WHAT THE TASK ASKS:
Reproduce the lines from the one holding "apply_table(text, PREPROCESS_TABLE)" to the end of the entries. Include both ends and change nothing.

(Collected data entries)
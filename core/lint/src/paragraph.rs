use crate::table::{apply_table, ReplacementTable};

pub const FULL_WIDTH_SPACE: char = '　';
pub const LINE_FEED: char = '\n';

// 半角の空白・括弧を全角へ
const PREPROCESS_TABLE: &ReplacementTable = &[
    (" ", "　"),
    ("｢", "「"),
    ("｣", "」"),
    ("(", "（"),
    (")", "）"),
];

pub fn preprocess(text: &str) -> String {
    apply_table(text, PREPROCESS_TABLE)
}

/// 改行で段落に分割する。空文字列でも空の段落を一つ返す。
pub fn split(text: &str) -> Vec<String> {
    text.split(LINE_FEED).map(str::to_string).collect()
}

pub fn join(paragraphs: &[String]) -> String {
    paragraphs.join("\n")
}

#[cfg(test)]
mod tests {
    use super::*;

    #[test]
    fn test_preprocess() {
        assert_eq!(preprocess("｢小説 ()｣"), "「小説　（）」");
        assert_eq!(preprocess(""), "");
    }

    #[test]
    fn test_split_and_join() {
        let text = "古池や\n蛙飛びこむ\n水の音";
        let paragraphs = split(text);
        assert_eq!(paragraphs, vec!["古池や", "蛙飛びこむ", "水の音"]);
        assert_eq!(join(&paragraphs), text);
    }

    #[test]
    fn test_split_keeps_empty_paragraphs() {
        assert_eq!(split(""), vec![""]);
        assert_eq!(split("\n"), vec!["", ""]);
        assert_eq!(split("\n古池や\n\n").len(), 4);
    }

    #[test]
    fn test_round_trip() {
        for text in ["", "\n", "\n\n", "古池や", "古池や\n", "\n古池や\n\n水の音\n"] {
            assert_eq!(join(&split(text)), text);
        }
    }
}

TASK SOLUTION:
    apply_table(text, PREPROCESS_TABLE)
}

/// 改行で段落に分割する。空文字列でも空の段落を一つ返す。
pub fn split(text: &str) -> Vec<String> {
    text.split(LINE_FEED).map(str::to_string).collect()
}

pub fn join(paragraphs: &[String]) -> String {
    paragraphs.join("\n")
}

#[cfg(test)]
mod tests {
    use super::*;

    #[test]
    fn test_preprocess() {
        assert_eq!(preprocess("｢小説 ()｣"), "「小説　（）」");
        assert_eq!(preprocess(""), "");
    }

    #[test]
    fn test_split_and_join() {
        let text = "古池や\n蛙飛びこむ\n水の音";
        let paragraphs = split(text);
        assert_eq!(paragraphs, vec!["古池や", "蛙飛びこむ", "水の音"]);
        assert_eq!(join(&paragraphs), text);
    }

    #[test]
    fn test_split_keeps_empty_paragraphs() {
        assert_eq!(split(""), vec![""]);
        assert_eq!(split("\n"), vec!["", ""]);
        assert_eq!(split("\n古池や\n\n").len(), 4);
    }

    #[test]
    fn test_round_trip() {
        for text in ["", "\n", "\n\n", "古池や", "古池や\n", "\n古池や\n\n水の音\n"] {
            assert_eq!(join(&split(text)), text);
        }
    }
}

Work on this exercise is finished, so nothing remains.